Technique: Reduce HTTP calls. This gets a little bit complicated, but a site will run faster when it has to ask for fewer things in order to load. Start by merging your JavaScript files into a single file, and do the same with your CSS files. If any of your plugins load their own JavaScript or CSS files, either use their options to disable them from loading those files or determine whether you even need the plugins in the first place.

Tools: WP Super Cache is a free plugin that helps minimize the resources used in each file, thus speeding up the loading process. Use a tool like Font Awesome so your site will only need to load a single file for any icons.

Tip: Use HTTP/2

This new data transport protocol speeds up your website by improving the way a server sends files. The older protocol, HTTP1.1, creates a bottleneck of sorts in the page loading process.
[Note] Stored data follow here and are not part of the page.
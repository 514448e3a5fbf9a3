//! Promise records: the state machine data model.
//!
//! A promise is `Pending` until it settles exactly once, to `Fulfilled` or
//! `Rejected`; the settled value is frozen at the transition. Listeners are
//! retained only while pending and are moved out (and the list cleared) at
//! settlement.

use serde::{Deserialize, Serialize};
use std::fmt;

use crate::engine::PromiseEngine;
use crate::value::Value;
use crate::zone::ZoneId;

/// Opaque handle to a promise owned by a [`PromiseEngine`].
#[derive(Debug, Clone, Copy, PartialEq, Eq, PartialOrd, Ord, Hash, Serialize, Deserialize)]
pub struct PromiseHandle(pub u32);

impl PromiseHandle {
    pub(crate) fn index(self) -> usize {
        self.0 as usize
    }
}

impl fmt::Display for PromiseHandle {
    fn fmt(&self, f: &mut fmt::Formatter<'_>) -> fmt::Result {
        write!(f, "promise:{}", self.0)
    }
}

/// The three-state promise lifecycle.
#[derive(Debug, Clone, PartialEq, Eq, Serialize, Deserialize)]
pub enum PromiseState {
    /// Not yet settled.
    Pending,
    /// Settled with a fulfillment value.
    Fulfilled(Value),
    /// Settled with a rejection reason.
    Rejected(Value),
}

impl PromiseState {
    /// Returns `true` once the promise has left `Pending`.
    pub fn is_settled(&self) -> bool {
        !matches!(self, Self::Pending)
    }

    /// Returns `true` when fulfilled.
    pub fn is_fulfilled(&self) -> bool {
        matches!(self, Self::Fulfilled(_))
    }

    /// Returns `true` when rejected.
    pub fn is_rejected(&self) -> bool {
        matches!(self, Self::Rejected(_))
    }
}

impl fmt::Display for PromiseState {
    fn fmt(&self, f: &mut fmt::Formatter<'_>) -> fmt::Result {
        match self {
            Self::Pending => f.write_str("pending"),
            Self::Fulfilled(_) => f.write_str("fulfilled"),
            Self::Rejected(_) => f.write_str("rejected"),
        }
    }
}

/// A continuation handler.
///
/// Handlers signal a synchronous throw by returning `Err(reason)`; an `Ok`
/// return re-enters the resolution procedure for the downstream promise (the
/// returned value may itself be a thenable).
pub type HandlerFn = Box<dyn FnOnce(&mut PromiseEngine, Value) -> Result<Value, Value>>;

/// Boxes a closure as a [`HandlerFn`].
pub fn handler<F>(f: F) -> HandlerFn
where
    F: FnOnce(&mut PromiseEngine, Value) -> Result<Value, Value> + 'static,
{
    Box::new(f)
}

/// A registered continuation, consumed exactly once.
///
/// Either handler may be `None`: the pass-through branch settles the
/// downstream promise directly with the propagated value.
pub struct Listener {
    /// Fulfilled-branch handler.
    pub on_fulfilled: Option<HandlerFn>,
    /// Rejected-branch handler.
    pub on_rejected: Option<HandlerFn>,
    /// The promise returned by the registration.
    pub downstream: PromiseHandle,
    /// Zone active at registration time; re-entered around the invocation.
    pub zone: ZoneId,
}

impl fmt::Debug for Listener {
    fn fmt(&self, f: &mut fmt::Formatter<'_>) -> fmt::Result {
        f.debug_struct("Listener")
            .field("on_fulfilled", &self.on_fulfilled.is_some())
            .field("on_rejected", &self.on_rejected.is_some())
            .field("downstream", &self.downstream)
            .field("zone", &self.zone)
            .finish()
    }
}

/// A single promise's full state.
pub struct PromiseRecord {
    /// Handle for back-references.
    pub handle: PromiseHandle,
    /// Current lifecycle state.
    pub state: PromiseState,
    /// Registered continuations; retained only while pending.
    pub listeners: Vec<Listener>,
    /// Owning zone, pinned from construction to settlement propagation.
    pub zone: ZoneId,
    /// Opt-in marker: settling this promise from outside a tick drains the
    /// microtask queue synchronously before returning.
    pub eager_drain: bool,
    /// Captured frame text (long-stacks debug only).
    pub stack_holder: Option<String>,
    /// Back-link to the promise that produced this one (long-stacks debug only).
    pub prev: Option<PromiseHandle>,
    /// Length of the back-link chain behind this promise.
    pub prev_depth: u32,
    /// Monotonic creation sequence number.
    pub creation_seq: u64,
}

impl PromiseRecord {
    pub(crate) fn new(handle: PromiseHandle, zone: ZoneId, creation_seq: u64) -> Self {
        Self {
            handle,
            state: PromiseState::Pending,
            listeners: Vec::new(),
            zone,
            eager_drain: false,
            stack_holder: None,
            prev: None,
            prev_depth: 0,
            creation_seq,
        }
    }
}

impl fmt::Debug for PromiseRecord {
    fn fmt(&self, f: &mut fmt::Formatter<'_>) -> fmt::Result {
        f.debug_struct("PromiseRecord")
            .field("handle", &self.handle)
            .field("state", &self.state)
            .field("listeners", &self.listeners.len())
            .field("zone", &self.zone)
            .field("eager_drain", &self.eager_drain)
            .field("creation_seq", &self.creation_seq)
            .finish()
    }
}

/// Settlement capability over one promise.
///
/// Handed to executors and foreign-thenable adoption callbacks. Both
/// operations are no-ops once the promise has settled (single-settlement
/// guarantee), so a capability may be invoked defensively from either branch.
#[derive(Debug, Clone, Copy, PartialEq, Eq, Serialize, Deserialize)]
pub struct Completer {
    promise: PromiseHandle,
}

impl Completer {
    pub(crate) fn new(promise: PromiseHandle) -> Self {
        Self { promise }
    }

    /// The promise this capability settles.
    pub fn handle(&self) -> PromiseHandle {
        self.promise
    }

    /// Runs the resolution procedure; ignored when already settled.
    pub fn resolve(&self, engine: &mut PromiseEngine, value: Value) {
        engine.resolve_promise(self.promise, value);
    }

    /// Rejects the promise; ignored when already settled.
    pub fn reject(&self, engine: &mut PromiseEngine, reason: Value) {
        engine.reject_promise(self.promise, reason);
    }
}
Technique: Check with your hosting provider for options to implement HTTP/2. The CDN you choose matters here, too. Some offer HTTP/2 solutions, so keep this factor in mind as you select one.
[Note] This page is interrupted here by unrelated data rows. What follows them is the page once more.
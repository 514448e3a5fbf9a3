#![forbid(unsafe_code)]

//! Integration tests for the host bridge: adapter installation across zone
//! switches, the await-interop compensation dance, and foreign-rejection
//! observation.

use std::cell::Cell;
use std::rc::Rc;

use settle_engine::{
    EngineConfig, HostAdapter, PromiseEngine, PromiseState, Value, ZoneProps,
};

fn engine() -> PromiseEngine {
    PromiseEngine::new(EngineConfig::default())
}

// ===========================================================================
// 1. Adapter installation
// ===========================================================================

#[test]
fn global_zone_installs_the_passthrough_adapter() {
    let eng = engine();
    assert_eq!(eng.installed_adapter(), HostAdapter::Passthrough);
}

#[test]
fn entering_a_zone_installs_its_adapter_and_leaving_restores() {
    let mut eng = engine();
    eng.new_scope(ZoneProps::new(), |eng| {
        let zone = eng.current_zone();
        assert_eq!(eng.installed_adapter(), HostAdapter::ZoneBound(zone));
    });
    assert_eq!(eng.installed_adapter(), HostAdapter::Passthrough);
}

#[test]
fn nested_zone_switches_install_each_environment_in_turn() {
    let mut eng = engine();
    eng.new_scope(ZoneProps::new(), |eng| {
        let outer = eng.current_zone();
        eng.new_scope(ZoneProps::new(), |eng| {
            let inner = eng.current_zone();
            assert_eq!(eng.installed_adapter(), HostAdapter::ZoneBound(inner));
        });
        assert_eq!(eng.installed_adapter(), HostAdapter::ZoneBound(outer));
    });
    assert_eq!(eng.installed_adapter(), HostAdapter::Passthrough);
}

// ===========================================================================
// 2. Await interop
// ===========================================================================

#[test]
fn host_continuation_reenters_the_zone_it_was_registered_in() {
    let mut eng = engine();
    let checked = Rc::new(Cell::new(false));
    let c = Rc::clone(&checked);

    eng.new_scope(ZoneProps::new(), |eng| {
        let zone = eng.current_zone();
        eng.host_then(move |eng| {
            assert_eq!(eng.current_zone(), zone);
            c.set(true);
            Ok(())
        });
    });

    eng.run_until_idle();
    assert!(checked.get());
    assert_eq!(eng.current_zone(), eng.global_zone());
}

#[test]
fn compensation_jobs_return_the_engine_to_the_global_zone() {
    let mut eng = engine();
    let zone = eng.new_scope(ZoneProps::new(), |eng| {
        eng.host_then(|_| Ok(()));
        eng.current_zone()
    });

    // The registration pin holds the zone across the host hop.
    assert!(!eng.zone_finalized(zone).expect("zone"));
    eng.run_until_idle();
    assert!(eng.zone_finalized(zone).expect("zone"));
    assert_eq!(eng.current_zone(), eng.global_zone());
    assert_eq!(eng.installed_adapter(), HostAdapter::Passthrough);
}

#[test]
fn passthrough_continuations_run_in_the_global_zone() {
    let mut eng = engine();
    let checked = Rc::new(Cell::new(false));
    let c = Rc::clone(&checked);

    eng.host_then(move |eng| {
        assert_eq!(eng.current_zone(), eng.global_zone());
        c.set(true);
        Ok(())
    });

    eng.run_until_idle();
    assert!(checked.get());
}

#[test]
fn core_continuation_spawned_inside_a_host_continuation_keeps_the_zone() {
    let mut eng = engine();
    let checked = Rc::new(Cell::new(false));
    let c = Rc::clone(&checked);

    eng.new_scope(ZoneProps::new(), |eng| {
        let zone = eng.current_zone();
        eng.host_then(move |eng| {
            let p = eng.resolved(Value::Int(1)).expect("resolved");
            eng.then(
                p,
                Some(settle_engine::handler(move |eng, v| {
                    assert_eq!(eng.current_zone(), zone);
                    c.set(true);
                    Ok(v)
                })),
                None,
            )
            .expect("then");
            Ok(())
        });
    });

    eng.run_until_idle();
    assert!(checked.get());
}

// ===========================================================================
// 3. Foreign rejections
// ===========================================================================

#[test]
fn follow_collects_foreign_rejections_from_the_bridge() {
    let mut eng = engine();
    let reason = Value::error("Error", "foreign failure");
    let r = reason.clone();

    let followed = eng.follow(ZoneProps::new(), move |eng| {
        eng.host_then(move |_| Err(r));
        Ok(())
    });

    eng.run_until_idle();
    assert_eq!(
        eng.state(followed).expect("state"),
        &PromiseState::Rejected(reason)
    );
}

#[test]
fn successful_host_work_lets_follow_resolve() {
    let mut eng = engine();
    let followed = eng.follow(ZoneProps::new(), |eng| {
        eng.host_then(|_| Ok(()));
        Ok(())
    });
    eng.run_until_idle();
    assert_eq!(
        eng.state(followed).expect("state"),
        &PromiseState::Fulfilled(Value::Undefined)
    );
}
The SEO experts at Yoast wrote up an in-depth explanation of this protocol, so if you want to really dive into the details, start there.

Tool: HTTP2.Pro allows you to test your site’s HTTP/2 capabilities. It’s free and easy to use – simply copy+paste your URL and it will tell you if your server supports HTTP/2.

Tip: Include the trailing slash in links

It may seem like an insignificant detail, but every millisecond adds up! Here’s what a site without a trailing slash looks like:

https://www.punchbugmarketing.com/digital-marketing-blog

Here’s the same link with the trailing slash:

https://www.punchbugmarketing.com/digital-marketing-blog/

Technique: A URL without a trailing slash causes a web server to make an unnecessary redirect, which takes just a little bit more time. By including the slash in any internal links in your site and external links pointing to your site, you’ll help servers load it a bit faster.

Tip: Test your speed!

We’re big believers in constant testing. By continually measuring your performance, you can determine where you’re doing well and where you need to improve.

Tool: Google’s Lighthouse tool is designed to help you improve the quality of your web page. It’s easy to use and understand, but still gives you thorough measurements of your website. You can run it easily through Chrome DevTools.

The Takeaway

Both users and search engine crawlers want to see fast web pages. That makes page speed optimization essential for any website looking to grow and attract new users. Speed may be overlooked all too often, but it’s a great way to improve SEO, UX, and conversion rates. To put it plainly, a faster site is a site that generates more traffic and revenue. So don’t camp in the slow lane. Use these tips to give your site a boost and outpace the competition!